## [Try it]
Return all the lines below in which the string "rotated" appears.

··········

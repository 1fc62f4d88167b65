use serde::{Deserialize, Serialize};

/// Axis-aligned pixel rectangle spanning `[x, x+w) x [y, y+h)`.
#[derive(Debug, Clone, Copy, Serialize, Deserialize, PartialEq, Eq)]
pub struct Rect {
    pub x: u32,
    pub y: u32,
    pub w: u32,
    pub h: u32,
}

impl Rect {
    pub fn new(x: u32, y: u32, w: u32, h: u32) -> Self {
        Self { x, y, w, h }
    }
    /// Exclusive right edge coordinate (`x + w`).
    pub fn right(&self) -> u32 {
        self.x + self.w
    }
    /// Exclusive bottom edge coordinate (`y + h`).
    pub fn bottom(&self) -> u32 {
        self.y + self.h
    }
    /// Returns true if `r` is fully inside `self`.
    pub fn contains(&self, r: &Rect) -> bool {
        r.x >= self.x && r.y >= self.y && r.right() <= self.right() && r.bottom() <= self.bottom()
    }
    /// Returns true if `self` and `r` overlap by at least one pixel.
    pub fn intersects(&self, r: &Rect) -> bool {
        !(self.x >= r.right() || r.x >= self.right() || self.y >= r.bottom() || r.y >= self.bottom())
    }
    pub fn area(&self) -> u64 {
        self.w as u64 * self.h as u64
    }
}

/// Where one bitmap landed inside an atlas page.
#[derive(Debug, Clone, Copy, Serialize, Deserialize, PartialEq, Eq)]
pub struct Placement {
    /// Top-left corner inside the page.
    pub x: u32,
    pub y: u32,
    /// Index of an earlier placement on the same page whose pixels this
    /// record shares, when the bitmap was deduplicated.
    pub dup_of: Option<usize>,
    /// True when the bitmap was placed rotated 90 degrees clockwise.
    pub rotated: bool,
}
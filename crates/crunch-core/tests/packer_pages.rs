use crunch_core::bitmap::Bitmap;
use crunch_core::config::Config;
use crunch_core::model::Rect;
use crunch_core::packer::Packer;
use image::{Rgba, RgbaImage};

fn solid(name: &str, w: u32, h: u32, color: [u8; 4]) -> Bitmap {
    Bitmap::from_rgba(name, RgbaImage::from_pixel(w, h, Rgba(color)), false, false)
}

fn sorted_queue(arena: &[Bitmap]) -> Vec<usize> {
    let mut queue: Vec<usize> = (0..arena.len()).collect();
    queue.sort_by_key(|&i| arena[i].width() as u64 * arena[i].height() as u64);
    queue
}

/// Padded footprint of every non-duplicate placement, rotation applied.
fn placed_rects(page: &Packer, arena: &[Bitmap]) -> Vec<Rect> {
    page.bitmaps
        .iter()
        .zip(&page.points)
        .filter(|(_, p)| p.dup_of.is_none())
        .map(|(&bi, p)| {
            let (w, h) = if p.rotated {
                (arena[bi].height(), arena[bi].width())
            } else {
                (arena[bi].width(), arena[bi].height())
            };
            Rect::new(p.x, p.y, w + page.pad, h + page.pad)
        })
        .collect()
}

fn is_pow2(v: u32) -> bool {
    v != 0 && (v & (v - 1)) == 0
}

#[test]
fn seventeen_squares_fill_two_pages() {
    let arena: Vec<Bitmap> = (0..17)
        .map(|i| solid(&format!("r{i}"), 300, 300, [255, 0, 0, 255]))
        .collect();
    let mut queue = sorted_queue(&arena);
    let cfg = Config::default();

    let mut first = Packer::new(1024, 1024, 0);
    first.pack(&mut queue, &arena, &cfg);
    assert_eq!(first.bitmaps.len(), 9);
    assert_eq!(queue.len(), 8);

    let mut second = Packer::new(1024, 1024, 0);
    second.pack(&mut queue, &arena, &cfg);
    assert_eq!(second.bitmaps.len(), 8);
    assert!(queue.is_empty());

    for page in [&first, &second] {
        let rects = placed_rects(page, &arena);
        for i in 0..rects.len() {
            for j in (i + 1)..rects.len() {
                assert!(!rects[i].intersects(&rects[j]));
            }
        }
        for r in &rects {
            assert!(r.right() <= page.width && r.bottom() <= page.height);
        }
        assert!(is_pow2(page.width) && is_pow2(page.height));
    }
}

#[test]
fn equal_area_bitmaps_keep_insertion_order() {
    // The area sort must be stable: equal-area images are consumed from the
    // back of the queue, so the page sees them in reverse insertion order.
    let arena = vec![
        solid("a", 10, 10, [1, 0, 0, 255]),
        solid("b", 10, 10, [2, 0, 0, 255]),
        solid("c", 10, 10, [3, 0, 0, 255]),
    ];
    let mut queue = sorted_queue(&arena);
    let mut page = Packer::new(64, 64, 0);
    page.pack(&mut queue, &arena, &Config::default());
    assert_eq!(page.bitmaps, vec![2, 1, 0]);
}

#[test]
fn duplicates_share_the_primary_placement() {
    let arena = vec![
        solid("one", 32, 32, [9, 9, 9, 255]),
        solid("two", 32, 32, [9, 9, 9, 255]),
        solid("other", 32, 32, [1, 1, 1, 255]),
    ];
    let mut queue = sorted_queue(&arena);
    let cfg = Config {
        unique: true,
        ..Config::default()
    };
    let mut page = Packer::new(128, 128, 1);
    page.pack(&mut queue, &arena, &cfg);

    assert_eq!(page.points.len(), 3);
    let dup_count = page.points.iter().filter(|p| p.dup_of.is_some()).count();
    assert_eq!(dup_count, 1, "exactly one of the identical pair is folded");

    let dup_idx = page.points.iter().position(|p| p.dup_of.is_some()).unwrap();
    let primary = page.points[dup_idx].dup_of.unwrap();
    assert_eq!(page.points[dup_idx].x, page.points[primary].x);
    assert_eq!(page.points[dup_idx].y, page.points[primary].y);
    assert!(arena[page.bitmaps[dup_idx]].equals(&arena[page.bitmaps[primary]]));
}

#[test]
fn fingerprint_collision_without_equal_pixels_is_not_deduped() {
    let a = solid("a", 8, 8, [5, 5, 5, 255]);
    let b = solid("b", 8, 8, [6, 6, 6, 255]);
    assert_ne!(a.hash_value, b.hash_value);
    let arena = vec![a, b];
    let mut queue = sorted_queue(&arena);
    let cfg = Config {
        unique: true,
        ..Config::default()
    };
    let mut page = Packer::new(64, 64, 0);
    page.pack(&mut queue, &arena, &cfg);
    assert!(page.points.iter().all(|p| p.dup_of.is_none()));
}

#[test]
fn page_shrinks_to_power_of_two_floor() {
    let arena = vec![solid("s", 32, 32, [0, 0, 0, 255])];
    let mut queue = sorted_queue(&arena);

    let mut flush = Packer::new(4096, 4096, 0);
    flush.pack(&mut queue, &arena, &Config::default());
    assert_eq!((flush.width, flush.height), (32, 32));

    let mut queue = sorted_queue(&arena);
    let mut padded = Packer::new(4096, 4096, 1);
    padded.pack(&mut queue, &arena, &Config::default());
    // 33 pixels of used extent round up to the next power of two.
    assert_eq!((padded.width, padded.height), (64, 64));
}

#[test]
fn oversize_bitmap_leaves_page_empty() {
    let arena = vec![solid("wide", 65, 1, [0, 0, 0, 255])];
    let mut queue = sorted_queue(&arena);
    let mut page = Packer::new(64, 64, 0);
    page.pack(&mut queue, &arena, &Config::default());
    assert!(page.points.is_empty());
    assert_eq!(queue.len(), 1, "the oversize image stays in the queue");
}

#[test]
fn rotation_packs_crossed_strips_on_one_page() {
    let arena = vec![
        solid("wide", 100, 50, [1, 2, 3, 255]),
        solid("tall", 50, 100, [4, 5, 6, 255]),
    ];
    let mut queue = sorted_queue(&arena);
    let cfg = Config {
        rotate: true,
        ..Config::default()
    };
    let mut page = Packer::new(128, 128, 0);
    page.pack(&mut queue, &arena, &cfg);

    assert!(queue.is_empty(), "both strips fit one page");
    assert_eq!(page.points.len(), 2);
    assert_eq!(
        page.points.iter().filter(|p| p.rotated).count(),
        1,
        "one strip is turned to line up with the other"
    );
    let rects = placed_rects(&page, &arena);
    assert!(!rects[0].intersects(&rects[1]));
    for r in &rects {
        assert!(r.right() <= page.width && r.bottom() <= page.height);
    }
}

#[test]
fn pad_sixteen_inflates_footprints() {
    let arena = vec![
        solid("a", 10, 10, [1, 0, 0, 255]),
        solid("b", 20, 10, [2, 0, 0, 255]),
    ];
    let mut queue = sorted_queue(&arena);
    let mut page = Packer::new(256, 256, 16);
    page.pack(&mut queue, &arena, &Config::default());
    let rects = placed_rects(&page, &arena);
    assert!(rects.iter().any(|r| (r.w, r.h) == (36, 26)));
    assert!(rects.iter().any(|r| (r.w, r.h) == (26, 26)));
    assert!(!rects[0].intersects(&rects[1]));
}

··········

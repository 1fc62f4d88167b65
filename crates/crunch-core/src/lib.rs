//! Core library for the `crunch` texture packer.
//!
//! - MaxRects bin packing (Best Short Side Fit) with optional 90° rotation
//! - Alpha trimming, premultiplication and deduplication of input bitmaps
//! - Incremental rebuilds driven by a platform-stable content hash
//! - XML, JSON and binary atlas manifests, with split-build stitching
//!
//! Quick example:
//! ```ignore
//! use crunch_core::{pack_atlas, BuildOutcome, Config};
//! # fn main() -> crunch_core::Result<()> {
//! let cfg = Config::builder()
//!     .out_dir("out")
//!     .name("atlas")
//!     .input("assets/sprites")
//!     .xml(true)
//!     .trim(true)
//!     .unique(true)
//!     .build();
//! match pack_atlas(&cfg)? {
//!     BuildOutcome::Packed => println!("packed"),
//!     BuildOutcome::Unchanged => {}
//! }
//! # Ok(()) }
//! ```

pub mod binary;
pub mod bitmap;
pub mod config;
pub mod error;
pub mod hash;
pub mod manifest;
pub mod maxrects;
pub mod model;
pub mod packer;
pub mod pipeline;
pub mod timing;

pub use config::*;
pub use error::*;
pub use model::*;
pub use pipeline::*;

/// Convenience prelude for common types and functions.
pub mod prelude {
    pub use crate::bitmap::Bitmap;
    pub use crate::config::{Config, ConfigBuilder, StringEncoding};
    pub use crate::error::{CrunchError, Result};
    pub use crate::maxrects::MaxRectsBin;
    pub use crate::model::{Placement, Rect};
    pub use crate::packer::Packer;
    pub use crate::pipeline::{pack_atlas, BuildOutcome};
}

··········

## [Exercise answer]
    /// True when the bitmap was placed rotated 90 degrees clockwise.
    pub rotated: bool,
            let (w, h) = if p.rotated {
        page.points.iter().filter(|p| p.rotated).count(),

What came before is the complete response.